"Flickschusterei"

BERLIN. (ve) Nach den Notmaßnahmen zur Sanierung der Rentenkasse hat der Bundestag gestern ein weiteres Reformpaket in Sachen Altersversorgung auf den parlamentarischen Weg gebracht.

Die Abgeordneten berieten in erster Lesung das so genannte Nachhaltigkeitsgesetz und das Alterseinkünftegesetz. Beide Paragraphenwerke bedeuten langfristig eine stärkere Absenkung des Rentenniveaus als sie die Riester-Reform vorsah, die erst vor knapp zwei Jahren in Kraft trat. Nach Berechnungen des Deutschen Instituts für Altersvorsorge in Köln wird ein Durchschnittsverdiener, der 1985 geboren wurde, beim Renteneintritt im Jahr 2050 nur noch knapp 52 Prozent seines vormaligen Nettolohns mit den gesetzlichen Altersbezügen abdecken können. Gegenwärtig ersetzt die volle Rente noch etwa 70 Prozent des Arbeitslohns. Die Menschen würden künftig im Schnitt drei oder mehr Jahre älter. Das bedeute längere Rentenauszahlungen bei gleichzeitiger Verringerung der Beitragszahler, begründete Sozialministerin Ulla Schmidt (SPD) das Reformpaket. Während sie für eine parteiübergreifende Zusammenarbeit warb, sprach die Opposition einmal mehr von "rentenpolitischer Flickschusterei". Der FDP-Rentenexperte Heinrich Kolb meinte, ohne die Abschaffung des Demografiefaktors durch Rot-Grün im Jahr 1998 stünde die Rentenkasse "um drei Milliarden Euro besser da". Die Kritik verdeckt freilich, dass die Grundlinien des jüngsten Gesetzespakets von der Union mitgetragen werden. Zentraler Baustein ist ein so genannter Nachhaltigkeitsfaktor, der ähnlich wie der frühere Demografiefaktor den jährlichen Rentenanstieg dämpft. Im Kern berücksichtigt der Nachhaltigkeitsfaktor das quantitative Verhältnis von Beitragszahlern und Rentnern. Ist die Wirtschaftslage gut, steigen die Renten deutlicher, ist die Lage schlecht, steigen sie kaum oder gar nicht. Durch diesen Mechanismus soll der Beitragssatz bis zum Jahr 2020 bei unter 20 Prozent gehalten werden. Zu den weiteren Maßnahmen gehören die schrittweise Beendigung der Frühverrentung mit 60 Jahren bei Altersteilzeit oder Arbeitslosigkeit sowie die Abschaffung der Anerkennung von drei Hochschuljahren. Darüber hinaus sieht das Gesetz eine schrittweise Besteuerung der Renten vor.

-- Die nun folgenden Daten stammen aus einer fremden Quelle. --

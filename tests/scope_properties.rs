use pretty_assertions::assert_eq;
use proptest::prelude::*;
use xml2builder::{BuilderError, ScopedBuilder};

#[derive(Debug, Clone)]
enum Op {
    Create(u8),
    Within,
    EndWithin,
    Attribute(u8),
    Text(bool),
}

fn op() -> impl Strategy<Value = Op> {
    prop_oneof![
        4 => (0u8..4).prop_map(Op::Create),
        2 => Just(Op::Within),
        2 => Just(Op::EndWithin),
        1 => (0u8..100).prop_map(Op::Attribute),
        1 => any::<bool>().prop_map(Op::Text),
    ]
}

/// Reference model of the scope stack: depth plus the pending-widen flag.
#[derive(Default)]
struct Model {
    depth: usize,
    pending: bool,
}

impl Model {
    fn create(&mut self) {
        if self.depth == 0 {
            self.depth = 1;
        } else if self.pending {
            self.depth += 1;
            self.pending = false;
        }
    }

    fn end_within(&mut self) -> Result<(), BuilderError> {
        if self.pending {
            self.pending = false;
            Ok(())
        } else if self.depth <= 1 {
            Err(BuilderError::ScopeUnderflow)
        } else {
            self.depth -= 1;
            Ok(())
        }
    }
}

proptest! {
    #[test]
    fn depth_tracks_pushes_minus_pops(ops in prop::collection::vec(op(), 0..64)) {
        let mut builder = ScopedBuilder::new();
        let mut model = Model::default();

        for op in ops {
            match op {
                Op::Create(n) => {
                    builder.create_node(&format!("n{n}")).unwrap();
                    model.create();
                }
                Op::Within => {
                    builder.within();
                    model.pending = true;
                }
                Op::EndWithin => {
                    let expected = model.end_within();
                    let actual = builder.end_within().map(|_| ());
                    prop_assert_eq!(actual, expected);
                }
                Op::Attribute(v) => {
                    let result = builder.set_attribute("v", v).map(|_| ());
                    prop_assert_eq!(result.is_ok(), model.depth > 0);
                }
                Op::Text(cdata) => {
                    let result = builder.set_text_with("t", cdata).map(|_| ());
                    prop_assert_eq!(result.is_ok(), model.depth > 0);
                }
            }
            prop_assert_eq!(builder.depth(), model.depth);
        }

        let rendered = builder.render();
        prop_assert_eq!(&rendered, &builder.render());
        let declarations = rendered.matches("<?xml").count();
        prop_assert_eq!(declarations, usize::from(model.depth > 0));
        prop_assert!(builder.document().children().len() <= 1);
    }
}

#[test]
fn nested_catalog_renders_expected_markup() {
    let _ = env_logger::builder().is_test(true).try_init();

    let mut b = ScopedBuilder::new();
    b.declaration("1.0", "UTF-8", xml2builder::Standalone::Yes)
        .unwrap()
        .create_node("catalog")
        .unwrap()
        .set_attribute("version", 2)
        .unwrap();

    for (id, title) in [(1, "Dune"), (2, "Solaris")] {
        b.create_node("book").unwrap().set_attribute("id", id).unwrap();
        b.scoped(|b| {
            b.create_node("title")?.set_text_with(title, false)?;
            b.create_node("note")?.set_text("<draft>")?;
            Ok(())
        })
        .unwrap();
    }

    assert_eq!(
        b.render(),
        "<?xml version=\"1.0\" encoding=\"UTF-8\" standalone=\"yes\"?>\n\
<catalog version=\"2\">\
<book id=\"1\"><title>Dune</title><note><![CDATA[<draft>]]></note></book>\
<book id=\"2\"><title>Solaris</title><note><![CDATA[<draft>]]></note></book>\
</catalog>\n"
    );
    assert_eq!(b.depth(), 1);
}

#[test]
fn into_document_keeps_the_tree() {
    let mut b = ScopedBuilder::new();
    b.create_node("root").unwrap().within().create_node("leaf").unwrap();
    let doc = b.into_document();
    let root = doc.root_element().unwrap();
    assert_eq!(doc.node(root).unwrap().children.len(), 1);
    assert_eq!(
        xml2builder::save::dump_document(&doc, 0),
        "<?xml version=\"1.0\" encoding=\"utf-8\"?>\n<root><leaf/></root>\n"
    );
}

Auf der einen Seite werden die Rentenbeiträge vom fiskalischen Zugriff befreit. Auf der anderen Seite steigt der Anteil der zu versteuernden Renteneinkünfte. Die Umstellung beginnt 2005 und reicht bis ins Jahr 2040. Renten bis zu 1575 Euro im Monat sind zunächst steuerfrei. Auch hier kann sich die Opposition nicht grundsätzlich verweigern. Denn der Gesetzentwurf geht auf die Vorgabe des Bundesverfassungsgerichts zurück.